> _Goal of the exercise_
Please copy every line of the data in which the string "GitCli" appears.

(Beginning of Data for processing)

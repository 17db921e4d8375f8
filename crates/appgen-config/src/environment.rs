//! `KEY=VALUE` environment argument parsing.

use crate::{ConfigError, ConfigResult};
use appgen_core::validation::is_env_var_name;
use std::collections::BTreeMap;

/// Parse environment arguments.
///
/// Each argument may hold several comma separated `KEY=VALUE` pairs. Later
/// occurrences of a key replace earlier ones.
pub fn parse_environment<S: AsRef<str>>(args: &[S]) -> ConfigResult<BTreeMap<String, String>> {
    let mut env = BTreeMap::new();

    for arg in args {
        for pair in arg.as_ref().split(',') {
            let pair = pair.trim();
            if pair.is_empty() {
                continue;
            }
            let (key, value) = pair.split_once('=').ok_or_else(|| ConfigError::InvalidValue {
                field: "environment".to_string(),
                message: format!("{:?} must be in the form KEY=VALUE", pair),
            })?;
            let key = key.trim();
            if !is_env_var_name(key) {
                return Err(ConfigError::InvalidValue {
                    field: "environment".to_string(),
                    message: format!("{:?} is not a valid variable name", key),
                });
            }
            env.insert(key.to_string(), value.to_string());
        }
    }

    Ok(env)
}

#[cfg(test)]
mod tests {
    use super::*;

    #[test]
    fn test_parse_comma_separated() {
        let env = parse_environment(&["RACK_ENV=production,PORT=8080"]).unwrap();
        assert_eq!(env.len(), 2);
        assert_eq!(env["RACK_ENV"], "production");
        assert_eq!(env["PORT"], "8080");
    }

    #[test]
    fn test_value_may_contain_equals() {
        let env = parse_environment(&["DATABASE_URL=postgres://u:p@h/db?sslmode=require"]).unwrap();
        assert_eq!(env["DATABASE_URL"], "postgres://u:p@h/db?sslmode=require");
    }

    #[test]
    fn test_last_occurrence_wins() {
        let env = parse_environment(&["A=1", "A=2"]).unwrap();
        assert_eq!(env["A"], "2");
    }

    #[test]
    fn test_rejects_missing_equals() {
        assert!(parse_environment(&["JUSTAKEY"]).is_err());
    }

    #[test]
    fn test_rejects_invalid_name() {
        assert!(parse_environment(&["1BAD=x"]).is_err());
    }

    #[test]
    fn test_empty_input() {
        let none: [&str; 0] = [];
        assert!(parse_environment(&none).unwrap().is_empty());
        assert!(parse_environment(&[""]).unwrap().is_empty());
    }
}
//! Source reference resolution.
//!
//! Normalizes the caller's source location (a remote repository address or a
//! local directory) into a [`SourceRef`]. Local directories are inspected for
//! a git checkout so that a working copy of a hosted repository builds from
//! its remote, at the checked out branch.

use appgen_core::validation::{normalize_name, validate_name};
use appgen_core::{Error, Result, SourceLocation, SourceRef};
use async_trait::async_trait;
use regex::Regex;
use std::path::{Path, PathBuf};
use std::process::Stdio;
use std::sync::{Arc, LazyLock};
use tokio::process::Command;
use tracing::{debug, info};

const REMOTE_SCHEMES: &[&str] = &["http", "https", "git", "ssh", "file"];

/// `user@host:path`, as understood by git.
static SCP_LIKE: LazyLock<Regex> =
    LazyLock::new(|| Regex::new(r"^[A-Za-z0-9._-]+@[A-Za-z0-9.-]+:[^/\\].*$").unwrap());

/// Whether `input` names a remote repository rather than a local path.
pub fn is_remote_repository(input: &str) -> bool {
    if SCP_LIKE.is_match(input) {
        return true;
    }
    match url::Url::parse(input) {
        Ok(url) => REMOTE_SCHEMES.contains(&url.scheme()),
        Err(_) => false,
    }
}

/// Version control metadata of a local checkout.
#[derive(Debug, Clone, PartialEq, Eq, Default)]
pub struct CheckoutInfo {
    /// Top level directory of the checkout.
    pub root: PathBuf,
    /// Checked out branch, `None` when detached.
    pub branch: Option<String>,
    /// URL of the `origin` remote.
    pub origin: Option<String>,
}

/// Reads checkout metadata for a local directory.
#[async_trait]
pub trait CheckoutInspector: Send + Sync {
    /// `Ok(None)` when `dir` is not inside a checkout.
    async fn inspect(&self, dir: &Path) -> Result<Option<CheckoutInfo>>;
}

/// Checkout inspector backed by the `git` command line.
#[derive(Debug, Clone, Default)]
pub struct GitCli;

impl GitCli {
    /// Run a git subcommand in `dir`, returning trimmed stdout on success.
    async fn git(&self, dir: &Path, args: &[&str]) -> Result<Option<String>> {
        let output = match Command::new("git")
            .args(args)
            .current_dir(dir)
            .stdout(Stdio::piped())
            .stderr(Stdio::piped())
            .output()
            .await
        {
            Ok(output) => output,
            Err(e) if e.kind() == std::io::ErrorKind::NotFound => {
                debug!("git is not installed, treating directory as plain source");
                return Ok(None);
            }
            Err(e) => return Err(e.into()),
        };

        if !output.status.success() {
            return Ok(None);
        }
        let stdout = String::from_utf8_lossy(&output.stdout).trim().to_string();
        Ok(Some(stdout).filter(|s| !s.is_empty()))
    }
}

#[async_trait]
impl CheckoutInspector for GitCli {
    async fn inspect(&self, dir: &Path) -> Result<Option<CheckoutInfo>> {
        let Some(root) = self.git(dir, &["rev-parse", "--show-toplevel"]).await? else {
            return Ok(None);
        };

        let branch = self
            .git(dir, &["rev-parse", "--abbrev-ref", "HEAD"])
            .await?
            .filter(|b| b != "HEAD");
        let origin = self.git(dir, &["config", "--get", "remote.origin.url"]).await?;

        Ok(Some(CheckoutInfo {
            root: PathBuf::from(root),
            branch,
            origin,
        }))
    }
}

/// Builds [`SourceRef`]s from URLs and directories.
pub struct SourceRefGenerator {
    inspector: Arc<dyn CheckoutInspector>,
}

impl Default for SourceRefGenerator {
    fn default() -> Self {
        Self::new(Arc::new(GitCli))
    }
}

impl SourceRefGenerator {
    pub fn new(inspector: Arc<dyn CheckoutInspector>) -> Self {
        Self { inspector }
    }

    /// Source reference for a remote repository.
    ///
    /// A `#fragment` names the ref to build. Nothing is fetched here.
    pub fn from_url(&self, input: &str) -> Result<SourceRef> {
        let (address, fragment) = match input.split_once('#') {
            Some((address, fragment)) => (address, Some(fragment)),
            None => (input, None),
        };

        if !is_remote_repository(address) {
            return Err(Error::SourceDetection(format!(
                "{} is not a valid repository URL",
                input
            )));
        }
        if !SCP_LIKE.is_match(address) {
            let url = url::Url::parse(address)
                .map_err(|e| Error::SourceDetection(format!("{}: {}", input, e)))?;
            if url.scheme() != "file" && url.host_str().is_none_or(str::is_empty) {
                return Err(Error::SourceDetection(format!("{} has no host", input)));
            }
        }

        let name = name_from_repository(address)
            .ok_or_else(|| Error::SourceDetection(format!("cannot derive a name from {}", input)))?;

        Ok(SourceRef {
            name,
            location: SourceLocation::Url(address.to_string()),
            git_ref: fragment.filter(|f| !f.is_empty()).map(str::to_string),
            context_dir: None,
            local_dir: None,
        })
    }

    /// Source reference for a local directory. Performs no network access.
    pub async fn from_directory(&self, path: &Path) -> Result<SourceRef> {
        let dir = tokio::fs::canonicalize(path)
            .await
            .map_err(|e| Error::SourceDetection(format!("{}: {}", path.display(), e)))?;
        let metadata = tokio::fs::metadata(&dir)
            .await
            .map_err(|e| Error::SourceDetection(format!("{}: {}", dir.display(), e)))?;
        if !metadata.is_dir() {
            return Err(Error::SourceDetection(format!(
                "{} is not a directory",
                dir.display()
            )));
        }
        tokio::fs::read_dir(&dir)
            .await
            .map_err(|e| Error::SourceDetection(format!("{}: {}", dir.display(), e)))?;

        let Some(checkout) = self.inspector.inspect(&dir).await? else {
            let name = name_from_path(&dir).ok_or_else(|| {
                Error::SourceDetection(format!("cannot derive a name from {}", dir.display()))
            })?;
            debug!(path = %dir.display(), name = %name, "Using plain directory source");
            return Ok(SourceRef {
                name,
                location: SourceLocation::Directory(dir.clone()),
                git_ref: None,
                context_dir: None,
                local_dir: Some(dir),
            });
        };

        let root = tokio::fs::canonicalize(&checkout.root)
            .await
            .unwrap_or_else(|_| checkout.root.clone());
        let context_dir = dir
            .strip_prefix(&root)
            .ok()
            .map(|p| p.to_string_lossy().replace('\\', "/"))
            .filter(|p| !p.is_empty());

        let name = checkout
            .origin
            .as_deref()
            .and_then(name_from_repository)
            .or_else(|| name_from_path(&root))
            .ok_or_else(|| {
                Error::SourceDetection(format!("cannot derive a name from {}", dir.display()))
            })?;

        let location = match checkout.origin {
            Some(origin) => SourceLocation::Url(origin),
            None => SourceLocation::Directory(root.clone()),
        };

        info!(
            path = %dir.display(),
            name = %name,
            branch = ?checkout.branch,
            context_dir = ?context_dir,
            "Detected git checkout"
        );

        Ok(SourceRef {
            name,
            location,
            git_ref: checkout.branch,
            context_dir,
            local_dir: Some(root),
        })
    }

    /// Apply caller supplied name and ref, which win over detected values.
    pub fn with_overrides(
        &self,
        mut source: SourceRef,
        name: Option<&str>,
        git_ref: Option<&str>,
    ) -> Result<SourceRef> {
        if let Some(name) = name {
            validate_name("name", name)?;
            source.name = name.to_string();
        }
        if let Some(git_ref) = git_ref.filter(|r| !r.is_empty()) {
            source.git_ref = Some(git_ref.to_string());
        }
        Ok(source)
    }
}

/// Logical name from the last path segment of a repository address.
fn name_from_repository(address: &str) -> Option<String> {
    let trimmed = address.trim_end_matches('/');
    let last = trimmed
        .rsplit(['/', ':'])
        .next()
        .unwrap_or(trimmed);
    normalize_name(last.strip_suffix(".git").unwrap_or(last))
}

fn name_from_path(path: &Path) -> Option<String> {
    path.file_name()
        .and_then(|n| n.to_str())
        .and_then(normalize_name)
}
//! Single entry point of the generation pipeline.

use crate::detector::{DetectorChain, SourceFetcher};
use crate::emitter::{AcceptFirst, add_services};
use crate::pipeline::Pipeline;
use crate::source::{CheckoutInspector, SourceRefGenerator};
use crate::strategy::{StrategyOverride, StrategyRefGenerator};
use appgen_core::{Error, GeneratedObject, Resolver, Result, StrategyOptions};
use std::collections::BTreeMap;
use std::path::PathBuf;
use std::sync::Arc;
use tracing::info;

/// Where the source to generate from lives.
#[derive(Debug, Clone, PartialEq, Eq)]
pub enum SourceInput {
    Url(String),
    Directory(PathBuf),
}

/// Everything the caller can say about a generation run.
#[derive(Debug, Clone, PartialEq, Eq)]
pub struct GenerateRequest {
    pub location: SourceInput,
    /// Name for every generated object, derived from the source when absent.
    pub name: Option<String>,
    pub git_ref: Option<String>,
    pub strategy_override: Option<StrategyOverride>,
    /// Replaces every port found while detecting the strategy.
    pub port: Option<u16>,
    pub env: BTreeMap<String, String>,
    pub options: StrategyOptions,
}

impl GenerateRequest {
    pub fn new(location: SourceInput) -> Self {
        Self {
            location,
            name: None,
            git_ref: None,
            strategy_override: None,
            port: None,
            env: BTreeMap::new(),
            options: StrategyOptions::default(),
        }
    }
}

/// Generates platform objects for a source.
pub struct Generator {
    sources: SourceRefGenerator,
    strategies: StrategyRefGenerator,
}

impl Generator {
    pub fn new(
        resolver: Arc<dyn Resolver>,
        fetcher: Arc<dyn SourceFetcher>,
        inspector: Arc<dyn CheckoutInspector>,
        detectors: DetectorChain,
    ) -> Self {
        Self {
            sources: SourceRefGenerator::new(inspector),
            strategies: StrategyRefGenerator::new(resolver, fetcher, detectors),
        }
    }

    /// Run every stage in order. The first error aborts the run.
    pub async fn generate(&self, request: GenerateRequest) -> Result<Vec<GeneratedObject>> {
        if request.port == Some(0) {
            return Err(Error::validation("port", "must be between 1 and 65535"));
        }

        let source = match &request.location {
            SourceInput::Url(url) => self.sources.from_url(url)?,
            SourceInput::Directory(dir) => self.sources.from_directory(dir).await?,
        };
        let source = self.sources.with_overrides(
            source,
            request.name.as_deref(),
            request.git_ref.as_deref(),
        )?;

        let mut strategy = self
            .strategies
            .generate(&source, request.strategy_override.as_ref(), request.options)
            .await?;
        if let Some(port) = request.port {
            strategy.override_ports(port);
        }

        let name = source.name.clone();
        let mut pipeline = Pipeline::new(&name, strategy.base.clone(), strategy, source)?;
        pipeline.needs_deployment(&request.env);

        let objects = add_services(pipeline.objects(&mut AcceptFirst::new()));
        info!(
            name = %name,
            strategy = %pipeline.strategy.kind,
            objects = objects.len(),
            "Generated objects"
        );
        Ok(objects)
    }
}
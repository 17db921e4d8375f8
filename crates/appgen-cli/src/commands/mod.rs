//! CLI command implementations.

mod generate;

pub use generate::generate;

use anyhow::Result;
use appgen_config::parse_generator_config;
use appgen_generate::DetectorChain;
use std::path::Path;

pub fn validate_config(path: &Path) -> Result<()> {
    let content = std::fs::read_to_string(path)?;
    let result = parse_generator_config(&content)
        .map_err(anyhow::Error::from)
        .and_then(|config| {
            DetectorChain::default()
                .with_builder_overrides(&config.builders)
                .map_err(anyhow::Error::from)
        });
    match result {
        Ok(_) => {
            println!("Configuration is valid");
            Ok(())
        }
        Err(e) => {
            println!("Configuration error: {}", e);
            std::process::exit(1);
        }
    }
}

(End of Data for processing)

> _Output for this task_
pub struct GitCli;
impl GitCli {
impl CheckoutInspector for GitCli {
        Self::new(Arc::new(GitCli))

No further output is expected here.